The airline’s chief executive, Abdelhamid Addou, recently discussed a vision for a comprehensive fleet renewal that could see an order for up to 188 new jets with an estimated budget of USD 25 billion. While that massive order has not yet been placed, it underscores the airline’s commitment to long-term growth and modernization. In the short term, Royal Air Maroc is taking measured steps toward expanding its fleet. Data from ch-aviation fleets indicates that the carrier will add four more Boeing 737-8 aircraft through a dry lease agreement with Air Lease Corporation in 2025, further enhancing its short- to medium-haul capabilities.

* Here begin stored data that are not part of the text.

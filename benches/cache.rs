//! Throughput benchmarks for the bounded cache

use bounded_cache::BoundedCache;
use criterion::{criterion_group, criterion_main, Criterion};
use tokio::runtime::Runtime;

fn bench_insert_within_capacity(c: &mut Criterion) {
    let rt = Runtime::new().unwrap();

    c.bench_function("insert_1000_within_capacity", |b| {
        b.to_async(&rt).iter(|| async {
            let cache = BoundedCache::with_capacity(10_000).unwrap();
            for i in 0..1000u32 {
                cache.insert(i, i).await;
            }
        });
    });
}

fn bench_insert_with_evictions(c: &mut Criterion) {
    let rt = Runtime::new().unwrap();

    c.bench_function("insert_1000_bounded_100", |b| {
        b.to_async(&rt).iter(|| async {
            let cache = BoundedCache::with_capacity(100).unwrap();
            for i in 0..1000u32 {
                cache.insert(i, i).await;
            }
        });
    });
}

fn bench_get_hit(c: &mut Criterion) {
    let rt = Runtime::new().unwrap();

    let cache = rt.block_on(async {
        let cache = BoundedCache::with_capacity(1000).unwrap();
        for i in 0..1000u32 {
            cache.insert(i, i).await;
        }
        cache
    });

    c.bench_function("get_1000_hits", |b| {
        b.to_async(&rt).iter(|| async {
            for i in 0..1000u32 {
                cache.get(&i).await;
            }
        });
    });
}

criterion_group!(
    benches,
    bench_insert_within_capacity,
    bench_insert_with_evictions,
    bench_get_hit
);
criterion_main!(benches);
//! Configuration for the cache system

use crate::error::{CacheError, Result};
use serde::{Deserialize, Serialize};

/// Configuration for the bounded cache
///
/// The capacity is fixed for the lifetime of the cache; there is no way to
/// resize a cache after construction.
#[derive(Debug, Clone, Serialize, Deserialize)]
pub struct CacheConfig {
    /// Maximum number of entries in the cache
    /// Prevents unbounded memory growth
    pub capacity: usize,

    /// Enable hit/miss/eviction statistics collection
    pub enable_metrics: bool,
}

impl Default for CacheConfig {
    fn default() -> Self {
        Self {
            // 10,000 entries default
            capacity: 10_000,
            enable_metrics: true,
        }
    }
}

impl CacheConfig {
    /// Create a new builder for cache configuration
    pub fn builder() -> CacheConfigBuilder {
        CacheConfigBuilder::default()
    }

    /// Validate the configuration
    pub fn validate(&self) -> Result<()> {
        if self.capacity == 0 {
            return Err(CacheError::Config(
                "capacity must be greater than 0".to_string(),
            ));
        }

        Ok(())
    }
}

/// Builder for cache configuration
#[derive(Debug, Default)]
pub struct CacheConfigBuilder {
    capacity: Option<usize>,
    enable_metrics: Option<bool>,
}

impl CacheConfigBuilder {
    /// Set the maximum number of cache entries
    pub fn capacity(mut self, capacity: usize) -> Self {
        self.capacity = Some(capacity);
        self
    }

    /// Enable or disable statistics collection
    pub fn enable_metrics(mut self, enable: bool) -> Self {
        self.enable_metrics = Some(enable);
        self
    }

    /// Build the cache configuration
    ///
    /// Validation happens when the configuration is handed to
    /// [`BoundedCache::new`](crate::cache::BoundedCache::new).
    pub fn build(self) -> CacheConfig {
        let defaults = CacheConfig::default();

        CacheConfig {
            capacity: self.capacity.unwrap_or(defaults.capacity),
            enable_metrics: self.enable_metrics.unwrap_or(defaults.enable_metrics),
        }
    }
}
//! Core type definitions for the cache system

use serde::{Deserialize, Serialize};
use std::fmt;

/// Statistics and metrics for cache performance monitoring
#[derive(Debug, Clone, Serialize, Deserialize, Default)]
pub struct CacheStats {
    /// Total number of cache hits
    pub hits: u64,

    /// Total number of cache misses
    pub misses: u64,

    /// Number of entries currently in cache
    pub entries: usize,

    /// Number of insertions of new keys
    pub insertions: u64,

    /// Number of in-place updates of existing keys
    pub updates: u64,

    /// Number of evictions due to the capacity bound
    pub evictions: u64,

    /// Number of explicit removals
    pub removals: u64,
}

impl CacheStats {
    /// Calculate cache hit rate as a percentage
    pub fn hit_rate(&self) -> f64 {
        let total = self.hits + self.misses;
        if total == 0 {
            0.0
        } else {
            (self.hits as f64 / total as f64) * 100.0
        }
    }

    /// Calculate miss rate as a percentage
    pub fn miss_rate(&self) -> f64 {
        100.0 - self.hit_rate()
    }
}

impl fmt::Display for CacheStats {
    fn fmt(&self, f: &mut fmt::Formatter<'_>) -> fmt::Result {
        write!(
            f,
            "CacheStats {{ hits: {}, misses: {}, hit_rate: {:.2}%, entries: {}, evictions: {}, removals: {} }}",
            self.hits,
            self.misses,
            self.hit_rate(),
            self.entries,
            self.evictions,
            self.removals
        )
    }
}

#[cfg(test)]
mod tests {
    use super::*;

    #[test]
    fn test_cache_stats_hit_rate() {
        let mut stats = CacheStats::default();
        stats.hits = 80;
        stats.misses = 20;

        assert_eq!(stats.hit_rate(), 80.0);
        assert_eq!(stats.miss_rate(), 20.0);
    }

    #[test]
    fn test_cache_stats_zero_requests() {
        let stats = CacheStats::default();
        assert_eq!(stats.hit_rate(), 0.0);
        assert_eq!(stats.miss_rate(), 100.0);
    }

    #[test]
    fn test_cache_stats_display() {
        let stats = CacheStats {
            hits: 100,
            misses: 50,
            entries: 75,
            insertions: 80,
            updates: 5,
            evictions: 10,
            removals: 3,
        };

        let display = format!("{}", stats);
        assert!(display.contains("hits: 100"));
        assert!(display.contains("misses: 50"));
        assert!(display.contains("evictions: 10"));
    }
}
//! # Bounded Key/Value Caching
//!
//! This module implements a generic, bounded, thread-safe key/value cache
//! with capacity-triggered eviction and an eviction notification channel.
//!
//! ## Features
//!
//! - **Strict Capacity Bound**: The entry count never exceeds the configured
//!   capacity after any operation completes
//! - **LRU Eviction**: Least Recently Used eviction policy; reads and
//!   updates both refresh an entry's recency
//! - **Eviction Notifications**: Subscribable events carrying the evicted
//!   (key, value) pair, delivered synchronously before the triggering
//!   insert returns
//! - **Thread-Safe**: All operations may be called concurrently from any
//!   number of tasks
//! - **Metrics**: Hit/miss/eviction statistics collection
//!
//! ## Example
//!
//! ```rust
//! use bounded_cache::cache::{BoundedCache, CacheConfig};
//!
//! # async fn example() -> anyhow::Result<()> {
//! let config = CacheConfig::builder()
//!     .capacity(10_000)
//!     .build();
//!
//! let cache = BoundedCache::new(config)?;
//!
//! // Store a value
//! cache.insert("query:123".to_string(), "cached response".to_string()).await;
//!
//! // Retrieve it
//! if let Some(value) = cache.get(&"query:123".to_string()).await {
//!     println!("Cache hit: {}", value);
//! }
//!
//! # Ok(())
//! # }
//! ```

pub mod config;
pub mod entry;
pub mod events;
pub mod store;
pub mod types;

pub use config::{CacheConfig, CacheConfigBuilder};
pub use entry::{CacheEntry, CacheMetadata};
pub use events::{EvictionEvent, SubscriptionId};
pub use store::BoundedCache;
pub use types::CacheStats;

In addition to expanding its fleet, Royal Air Maroc is revitalizing its international route network. The airline has resumed regular passenger services to China and Brazil after a five-year hiatus. Flights on the Casablanca Mohammed V to Beijing Capital and São Paulo Guarulhos routes are operated using Boeing 787-9 aircraft, with each route maintaining a frequency of three flights per week. This move is expected to not only boost passenger numbers but also support the airline’s cargo operations. On the Beijing route, Royal Air Maroc is reportedly achieving satisfactory cargo performance, with flights carrying approximately 30 tonnes of cargo each way. This integration of passenger and cargo services is a strategic effort to maximize revenue while positioning Casablanca as a major hub for international trade.

The airline’s vice president of cargo, Yassine Berrada, has expressed the company’s commitment to leveraging its geographic advantage by further developing Casablanca into a key transit and trade hub. This vision aligns with the broader goal of connecting Africa to the major economic regions of Asia and the Americas, thereby supporting both tourism and commerce.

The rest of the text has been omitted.